Travis Stimeling is an associate professor of music history at West Virginia University, a series editor and author with WVU Press, and a member of the WVU Humanities Center advisory board. He was instrumental in helping bring Elizabeth Catte, the press’s new editor at large, to WVU for this week’s talk cosponsored with the humanities center and the David C. Hardesty Jr. Festival of Ideas. Here he responds to Catte’s presentation.

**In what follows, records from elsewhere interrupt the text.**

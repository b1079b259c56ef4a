use serde::{Deserialize, Serialize};

use super::{BrandId, CategoryId};

pub type MediaId = i64;

#[derive(Debug, Clone, Copy, PartialEq, Eq, Hash, Serialize, Deserialize)]
#[serde(rename_all = "lowercase")]
pub enum MediaKind {
    Image,
    Video,
}

impl MediaKind {
    pub fn from_name(name: &str) -> Option<Self> {
        match name.to_ascii_lowercase().as_str() {
            "image" | "images" => Some(Self::Image),
            "video" | "videos" => Some(Self::Video),
            _ => None,
        }
    }

    pub fn as_str(&self) -> &'static str {
        match self {
            Self::Image => "image",
            Self::Video => "video",
        }
    }
}

#[derive(Debug, Clone, PartialEq, Serialize, Deserialize)]
pub struct MediaItem {
    pub id: MediaId,
    pub title: String,
    pub kind: MediaKind,
    /// Locator of the asset, used for both the preview and the full view.
    pub source_url: String,
    pub category_id: CategoryId,
    #[serde(default)]
    pub brand_id: Option<BrandId>,
    pub created_at: i64,
    /// English/Arabic category name joined in by the store, when known.
    #[serde(skip)]
    pub category_name: Option<super::LocalizedName>,
}

impl MediaItem {
    pub fn new(id: MediaId, title: impl Into<String>, kind: MediaKind, category_id: CategoryId) -> Self {
        Self {
            id,
            title: title.into(),
            kind,
            source_url: String::new(),
            category_id,
            brand_id: None,
            created_at: 0,
            category_name: None,
        }
    }

    pub fn with_brand(mut self, brand_id: impl Into<BrandId>) -> Self {
        self.brand_id = Some(brand_id.into());
        self
    }

    pub fn with_source(mut self, url: impl Into<String>) -> Self {
        self.source_url = url.into();
        self
    }

    pub fn with_created_at(mut self, created_at: i64) -> Self {
        self.created_at = created_at;
        self
    }

    /// True when the item is tagged with exactly this brand.
    pub fn has_brand(&self, brand_id: &str) -> bool {
        self.brand_id.as_deref() == Some(brand_id)
    }
}

/// Orders a media feed newest first; equal timestamps fall back to id ascending.
pub fn sort_newest_first(items: &mut [MediaItem]) {
    items.sort_by(|a, b| b.created_at.cmp(&a.created_at).then(a.id.cmp(&b.id)));
}
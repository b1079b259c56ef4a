//! Portfolio browsing: filters, drill-down navigation and pagination.

pub mod filter;
pub mod navigator;
pub mod pagination;

pub use filter::{full_match_count, visible_items, FilterState, Selection};
pub use navigator::{BrowseAction, BrowseNavigator, Grid, Loadable, ViewMode};
pub use pagination::{PaginationWindow, INITIAL_CUTOFF, PAGE_INCREMENT};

Earlier this week, WVU Press’s new editor at large Elizabeth Catte visited Morgantown to participate in WVU’s Festival of Ideas and to serve as a much-needed counterpoint to Hillbilly Elegy author J.D. Vance, who spoke at the university on February 21. Vance’s talk reinforced familiar negative stereotypes about Appalachia at nearly every turn—we’re deliberately ignorant, too lazy to work, and too dependent on government assistance to want to do anything to take ownership over our lives—and blamed “environmental” and “cultural” factors for the region’s problems. On the other hand, Catte—who holds a Ph.D. in public history from Middle Tennessee State University—argued that these negative stereotypes have often been deployed by people who did not always have the best interest of Appalachians at heart, including missionaries, extractive industry leaders, politicians, and even eugenicists.